The 5-HT3 and nACh Ionotropic Receptors: A Perspective from the Computational Chemistry Point of View

Recent contributions applying Computational Chemistry to serotonin-3 and nicotinic acetylcholine ionotropic receptors are reviewed. These two receptors constitute a good example for the examination of the computational protocols that have been used to understand how they work. On the one hand, (5-HT3R) receptor mapping techniques have been mostly employed in its study and very few examples of receptor fitting have been appeared. On the other hand, (nAChR) has been studied mainly from the receptor fitting point of view, although many contributions using receptor mapping exist. In the first case, antagonists seems to be more important that agonists, so more works are devo- ted to them. In the second case, agonist development is the main issue.
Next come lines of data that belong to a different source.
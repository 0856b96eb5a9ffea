//! Linux-specific shared memory operations

use crate::error::{QueueError, QueueResult};
use memmap2::{MmapMut, MmapOptions};
use nix::unistd::getpid;
use std::fs::OpenOptions;
use std::io::ErrorKind;
use std::os::unix::fs::OpenOptionsExt;
use std::path::{Path, PathBuf};

/// Directory backing POSIX shared memory objects.
pub const SHM_DIR: &str = "/dev/shm";

/// Prefix of every queue segment file.
pub const SEGMENT_PREFIX: &str = "fams_";

/// Memory mapping options for new segments
#[derive(Debug, Clone, Copy)]
pub struct MemoryConfig {
    /// Prefault the mapping (MAP_POPULATE)
    pub populate: bool,
}

impl Default for MemoryConfig {
    fn default() -> Self {
        Self { populate: true }
    }
}

/// Backing file path of a queue segment
pub fn segment_path(name: &str) -> PathBuf {
    Path::new(SHM_DIR).join(format!("{SEGMENT_PREFIX}{name}"))
}

/// Create a new memory-mapped segment; fails if the file already exists
pub fn create_segment_mmap(path: &Path, size: usize, config: &MemoryConfig) -> QueueResult<MmapMut> {
    let file = OpenOptions::new()
        .create_new(true)
        .read(true)
        .write(true)
        .mode(0o600) // Owner read/write only
        .open(path)?;

    file.set_len(size as u64)?;

    let mut mmap_options = MmapOptions::new();
    if config.populate {
        mmap_options.populate();
    }

    let mmap = unsafe { mmap_options.map_mut(&file)? };
    Ok(mmap)
}

/// Attach to an existing segment
pub fn attach_segment_mmap(path: &Path) -> QueueResult<MmapMut> {
    let file = OpenOptions::new().read(true).write(true).open(path)?;
    let mmap = unsafe { MmapOptions::new().map_mut(&file)? };
    Ok(mmap)
}

/// Size of an existing segment file
pub fn segment_len(path: &Path) -> QueueResult<u64> {
    Ok(std::fs::metadata(path)?.len())
}

/// Remove a segment file. Missing files are not an error.
pub fn remove_segment(path: &Path) -> QueueResult<()> {
    match std::fs::remove_file(path) {
        Ok(()) => Ok(()),
        Err(e) if e.kind() == ErrorKind::NotFound => Ok(()),
        Err(e) => Err(QueueError::Io { source: e }),
    }
}

/// Check if process is alive using kill(pid, 0)
pub fn is_process_alive(pid: u32) -> bool {
    use nix::sys::signal::kill;
    use nix::unistd::Pid;

    match kill(Pid::from_raw(pid as i32), None) {
        Ok(_) => true,
        Err(nix::Error::ESRCH) => false,
        Err(nix::Error::EPERM) => true, // exists, not ours
        Err(_) => false,
    }
}

/// Get current process ID
pub fn get_current_pid() -> u32 {
    getpid().as_raw() as u32
}
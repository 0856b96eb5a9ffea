//! Outdoor (weather) frames.

use super::layout::{ElementKind, Layout, SectionSpec};
use super::{Category, Elements, FrameError, FrameView, SectionData, encode};
use crate::consts::TIME_SLOT_LEN;
use serde::{Deserialize, Serialize};

/// Section index of `accumulated_time`.
pub const ACCUMULATED_TIME: usize = 0;
/// Section index of `room_temp`.
pub const ROOM_TEMP: usize = 1;
/// Section index of `humidity`.
pub const HUMIDITY: usize = 2;
/// Section index of `atmospheric_pressure`.
pub const ATMOSPHERIC_PRESSURE: usize = 3;

/// Wire layout.
pub const LAYOUT: Layout = Layout {
    category: Category::Outside,
    sections: &[
        SectionSpec::new("accumulated_time", ElementKind::Text(TIME_SLOT_LEN)),
        SectionSpec::new("room_temp", ElementKind::F64),
        SectionSpec::new("humidity", ElementKind::F64),
        SectionSpec::new("atmospheric_pressure", ElementKind::F64),
    ],
};

/// Owned outdoor batch.
#[derive(Debug, Clone, Default, PartialEq, Serialize, Deserialize)]
pub struct OutsideBatch {
    /// Sample timestamps.
    pub accumulated_time: Vec<String>,
    /// Room temperature.
    pub room_temp: Vec<f64>,
    /// Relative humidity.
    pub humidity: Vec<f64>,
    /// Atmospheric pressure.
    pub atmospheric_pressure: Vec<f64>,
}

impl OutsideBatch {
    /// Encode as a frame.
    pub fn encode(&self) -> Result<Vec<u8>, FrameError> {
        encode(
            Category::Outside,
            &[
                SectionData::Text(&self.accumulated_time),
                SectionData::F64(&self.room_temp),
                SectionData::F64(&self.humidity),
                SectionData::F64(&self.atmospheric_pressure),
            ],
        )
    }
}

/// Typed view over an outdoor frame.
#[derive(Debug, Clone)]
pub struct OutsideFrame<'a> {
    view: FrameView<'a>,
}

impl<'a> OutsideFrame<'a> {
    /// Wrap a parsed view, rejecting any other category.
    pub fn new(view: FrameView<'a>) -> Result<Self, FrameError> {
        if view.category() != Category::Outside {
            return Err(FrameError::CategoryMismatch {
                expected: Category::Outside,
                found: view.category(),
            });
        }
        Ok(Self { view })
    }

    /// Sample timestamps.
    pub fn accumulated_time(&self) -> Elements<'a, &'a str> {
        self.view.texts(ACCUMULATED_TIME)
    }

    /// Room temperature.
    pub fn room_temp(&self) -> Elements<'a, f64> {
        self.view.f64s(ROOM_TEMP)
    }

    /// Relative humidity.
    pub fn humidity(&self) -> Elements<'a, f64> {
        self.view.f64s(HUMIDITY)
    }

    /// Atmospheric pressure.
    pub fn atmospheric_pressure(&self) -> Elements<'a, f64> {
        self.view.f64s(ATMOSPHERIC_PRESSURE)
    }

    /// Copy into an owned batch.
    pub fn to_batch(&self) -> OutsideBatch {
        OutsideBatch {
            accumulated_time: self.accumulated_time().map(str::to_owned).collect(),
            room_temp: self.room_temp().collect(),
            humidity: self.humidity().collect(),
            atmospheric_pressure: self.atmospheric_pressure().collect(),
        }
    }
}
Although far for being complete, in either of the cases we have working pharmacophores as well as 3D models for their binding sites that are ready to be used as a starting guess to design potential drugs. It is noteworthy that the absence of crystallographic structure for these receptors has motivated the interest in their study, constituting an interesting and challenging field. Mutagenesis experiments have allowed the establishment of main amino acids that are essential in the receptor functioning and then, interaction models have been postulated. Although most of the models are speculative in nature, some of them have been proved to be valuable tools for drug design. This scientific field is already open and many areas are still unexplored. Computational tools for treating these issues exist in a wide variety and their rational application would produce the answers to the structure and functioning of these receptors.